Can you explain this suspicion? I’m not saying that “Rationalists always win”: I am saying that they win more often than average.
Say you are in society X, which maximizes potential values [1, 2, 7] though mechanism P and minimzies potential values [4, 9, 13] through mechanism Q.
A rationalist (A) who values [1, 4, 9] will likely not do as well as a random agent (B) that values [1, 2, 7] under X, because the rationalist will only get limited help from P while having to counteract Q, while the other agent (rationalist or not) will recieve full benefit from P and no harm from Q. So it’s trivially true that a rationalist does not always do better than other agents: sometimes the game is set against them.
A rationalist (A) will do better than a non-rationalist (C) with values [1, 4, 9] if having an accurate perception of P allows you to maximize P for 1 or having an accurate perception of Q allows you to minimize Q for [4, 9]. In the world we live in, at least, this usually proves true.
But A will also do better than B in any society that isn’t X, unless B is also a rationalist. They will have a more accurate perception of the reality of the society they are in and thus be better able to maximize the mechanisms that aid their values while minimizing the mechanisms that countermand them.
That’s what I meant by “more likely to win over more of those societies than average.”
I haven’t thought about this carefully, so this may be a howler, but here is what I was thinking:
“Winning” is an optimization problem, so you can conceive of the problem of finding the winning strategy in terms of efficiently minimizing some cost function.
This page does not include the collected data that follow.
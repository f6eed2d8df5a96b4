//! Time helpers.
//!
//! Time triggers are written in local wall-clock time (`HH:MM`). The engine
//! works with [`NaiveDateTime`] values taken from the local clock so tests can
//! inject any instant.

use chrono::{FixedOffset, Local, NaiveDateTime, NaiveTime, Offset};

/// Return the current local wall-clock time.
#[must_use]
pub fn local_now() -> NaiveDateTime {
    Local::now().naive_local()
}

/// Return the UTC offset of the local clock right now.
#[must_use]
pub fn local_offset() -> FixedOffset {
    Local::now().offset().fix()
}

/// Parse a `HH:MM` wall-clock time.
#[must_use]
pub fn parse_hh_mm(text: &str) -> Option<NaiveTime> {
    let (hours, minutes) = text.split_once(':')?;
    let two_digits = |s: &str| s.len() == 2 && s.bytes().all(|b| b.is_ascii_digit());
    if !two_digits(hours) || !two_digits(minutes) {
        return None;
    }
    NaiveTime::from_hms_opt(hours.parse().ok()?, minutes.parse().ok()?, 0)
}

/// Format a wall-clock time as `HH:MM`.
#[must_use]
pub fn format_hh_mm(time: NaiveTime) -> String {
    time.format("%H:%M").to_string()
}
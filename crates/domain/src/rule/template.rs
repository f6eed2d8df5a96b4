//! `{{value}}` substitution in effect values.

use serde_json::Value;

const PLACEHOLDER: &str = "{{value}}";

/// Substitute the triggering property value into an effect value.
///
/// A string that is exactly `{{value}}` becomes `trigger_value` with its JSON
/// type preserved. A longer string gets the value's text spliced in. Without
/// a triggering value, or for non-string values, `value` is returned as is.
#[must_use]
pub fn render(value: &Value, trigger_value: Option<&Value>) -> Value {
    let (Value::String(text), Some(replacement)) = (value, trigger_value) else {
        return value.clone();
    };
    if text == PLACEHOLDER {
        return replacement.clone();
    }
    if !text.contains(PLACEHOLDER) {
        return value.clone();
    }
    let rendered = match replacement {
        Value::String(s) => s.clone(),
        other => other.to_string(),
    };
    Value::String(text.replace(PLACEHOLDER, &rendered))
}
Different sets of values—different utility functions—will correspond to different cost functions. Rationalism is a particular algorithm for searching for the minimum. Here I associate “rationalism” with the set of concrete epistemic tools recommended by LW; you could, of course, define “rationalism” so that whichever strategy most conduces to winning in a particular context is the rational one, but then your claim would be tautological.
The No Free Lunch Theorem for search and optimization says that all algorithms that search for the minimum of a cost function perform equally well when you average over all possible cost functions. So if you’re really allowing the possibility of any set of values, then the rationalism algorithm is no more likely to win on average than any other search algorithm.
Again, this is a pretty hasty argument, so I’m sure there are holes.
I suspect you are right if we are talking about epistemic rationality, but not instrumental rationality.
In practice, when attempting to maximize a value, once you know what sort of system you are in, most of your energy has to go into gaming the system: finding the cost of minimizing the costs and looking for exploits. This is more true the more times a game is iterated: if a game literally went on forever, any finite cost becomes justifiable for this sort of gaming of the system: you can spend any bounded amount of bits. (Conversely, if a game is unique, you are less justified in spending your bits on finding solutions: your budget roughly becomes what you can afford to spare.)
If we apply LW techniques of rationalism (as you’ve defined it) what we get is general methods, heuristics, and proofs on ways to find these exploits, a summation of this method being something like “know the rules of the world you are in” because your knowledge of a game directly affects your ability to manipulate its rules and scoring.
In other words, I suspect you are right if what we are talking about is simply finding the best situation for your algorithm: choosing the best restaurant in the available solution space. But when we are in a situation where the rules can be manipulated, used, or applied more effectively I believe this dissolves. You could probably convince me pretty quickly with a more formal argument, however.